◆ **Stored items**
========

use docqa_llm::LlmError;
use docqa_memory::IndexError;
use docqa_memory::document::DocumentError;

#[derive(Debug, thiserror::Error)]
pub enum SessionError {
    #[error("unsupported file type: {0} (expected pdf or txt)")]
    UnsupportedFileType(String),

    #[error(transparent)]
    Document(DocumentError),

    #[error("index rebuild aborted: {0}")]
    IndexLocked(String),

    #[error("embedding failed: {0}")]
    Embedding(LlmError),

    #[error("provider {0} cannot produce embeddings")]
    EmbeddingUnsupported(String),

    #[error("generation failed: {0}")]
    Generation(LlmError),

    #[error("{operation} timed out after {seconds}s")]
    Timeout {
        operation: &'static str,
        seconds: u64,
    },

    #[error("operation cancelled")]
    Cancelled,

    #[error("document contains no text to index")]
    EmptyDocument,

    #[error("no document indexed yet, upload one first")]
    NoIndex,

    #[error("another operation is in progress")]
    Busy,

    #[error(transparent)]
    Index(IndexError),

    #[error("I/O error: {0}")]
    Io(#[from] std::io::Error),
}

impl SessionError {
    /// Map a model-call failure, keeping timeouts and cancellation distinct.
    pub(crate) fn from_embedding(e: LlmError) -> Self {
        match e {
            LlmError::Timeout { seconds } => Self::Timeout {
                operation: "embedding",
                seconds,
            },
            LlmError::Cancelled => Self::Cancelled,
            other => Self::Embedding(other),
        }
    }

    pub(crate) fn from_generation(e: LlmError) -> Self {
        match e {
            LlmError::Timeout { seconds } => Self::Timeout {
                operation: "generation",
                seconds,
            },
            LlmError::Cancelled => Self::Cancelled,
            other => Self::Generation(other),
        }
    }
}

impl From<DocumentError> for SessionError {
    fn from(e: DocumentError) -> Self {
        match e {
            DocumentError::Embedding(inner) => Self::from_embedding(inner),
            other => Self::Document(other),
        }
    }
}

impl From<IndexError> for SessionError {
    fn from(e: IndexError) -> Self {
        match e {
            IndexError::Locked(reason) => Self::IndexLocked(reason),
            other => Self::Index(other),
        }
    }
}

#[cfg(test)]
mod tests {
    use super::*;

    #[test]
    fn embedding_timeout_maps_to_timeout() {
        let err = SessionError::from(DocumentError::Embedding(LlmError::Timeout { seconds: 30 }));
        assert!(matches!(
            err,
            SessionError::Timeout {
                operation: "embedding",
                seconds: 30
            }
        ));
        assert_eq!(err.to_string(), "embedding timed out after 30s");
    }

    #[test]
    fn generation_cancel_maps_to_cancelled() {
        let err = SessionError::from_generation(LlmError::Cancelled);
        assert!(matches!(err, SessionError::Cancelled));
    }

    #[test]
    fn locked_index_maps_to_index_locked() {
        let err = SessionError::from(IndexError::Locked("index.lock exists".into()));
        assert!(matches!(err, SessionError::IndexLocked(ref r) if r == "index.lock exists"));
    }

    #[test]
    fn other_llm_errors_are_wrapped() {
        let err = SessionError::from_generation(LlmError::Other("down".into()));
        assert_eq!(err.to_string(), "generation failed: down");
    }
}
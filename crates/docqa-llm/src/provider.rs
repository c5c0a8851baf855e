use std::future::Future;
use std::pin::Pin;

use serde::{Deserialize, Serialize};

use crate::error::LlmError;

/// Boxed future returned by embedding closures.
pub type EmbedFuture = Pin<Box<dyn Future<Output = Result<Vec<f32>, LlmError>> + Send>>;

#[derive(Clone, Copy, Debug, PartialEq, Eq, Serialize, Deserialize)]
#[serde(rename_all = "lowercase")]
pub enum Role {
    System,
    User,
    Assistant,
}

#[derive(Clone, Debug, PartialEq, Eq, Serialize, Deserialize)]
pub struct Message {
    pub role: Role,
    pub content: String,
}

impl Message {
    #[must_use]
    pub fn new(role: Role, content: impl Into<String>) -> Self {
        Self {
            role,
            content: content.into(),
        }
    }

    #[must_use]
    pub fn user(content: impl Into<String>) -> Self {
        Self::new(Role::User, content)
    }

    #[must_use]
    pub fn system(content: impl Into<String>) -> Self {
        Self::new(Role::System, content)
    }
}

pub trait LlmProvider: Send + Sync {
    /// Send messages to the model and return the assistant response.
    ///
    /// # Errors
    ///
    /// Returns an error if the provider fails to communicate or the response is invalid.
    fn chat(&self, messages: &[Message]) -> impl Future<Output = Result<String, LlmError>> + Send;

    /// Compute an embedding vector for `text`.
    ///
    /// Implementations must be deterministic for a fixed model and input.
    ///
    /// # Errors
    ///
    /// Returns an error if the provider does not support embeddings or the request fails.
    fn embed(&self, text: &str) -> impl Future<Output = Result<Vec<f32>, LlmError>> + Send;

    fn supports_embeddings(&self) -> bool;

    fn name(&self) -> &str;
}
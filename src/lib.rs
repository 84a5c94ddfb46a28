//! compio-semaphore: fair and unfair async counting semaphore
//!
//! This crate provides a counting semaphore compatible with the
//! [compio](https://github.com/compio-rs/compio) async runtime, for
//! throttling concurrent operations (e.g. limiting simultaneous network
//! calls) within a single execution context.
//!
//! Unlike a plain permit counter, the semaphore supports:
//!
//! - **fair mode**: contended acquires are granted in strict arrival order
//! - **multi-permit requests**: acquires and releases move any amount at
//!   once, all-or-nothing
//! - **queue positions**: an acquire may ask to be parked ahead of
//!   existing waiters
//! - **pluggable backends**: permit bookkeeping goes through the
//!   [`PermitStore`] trait, with [`LocalStore`] as the in-memory backend
//!
//! # Example
//!
//! ```rust,no_run
//! use compio_semaphore::Semaphore;
//!
//! #[compio::main]
//! async fn main() -> compio_semaphore::Result<()> {
//!     // At most 100 tasks inside the guarded section at once
//!     let sem = Semaphore::new(100);
//!
//!     for i in 0..1000 {
//!         let sem = sem.clone();
//!         compio::runtime::spawn(async move {
//!             sem.acquire(1).await?;
//!             println!("task {i}");
//!             sem.release(1).await
//!         })
//!         .detach();
//!     }
//!     Ok(())
//! }
//! ```

pub mod error;
mod queue;
mod semaphore;
pub mod store;

// Re-export commonly used types
pub use error::{Result, SemaphoreError};
pub use semaphore::{LocalSemaphore, Semaphore, DEFAULT_NAME};
pub use store::{LocalStore, PermitStore};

========

◆ **TASK DESCRIPTION**
Count each line of the entries that holds the word "exists", then state the total and nothing more.

◆ **WRITTEN ANSWER**
2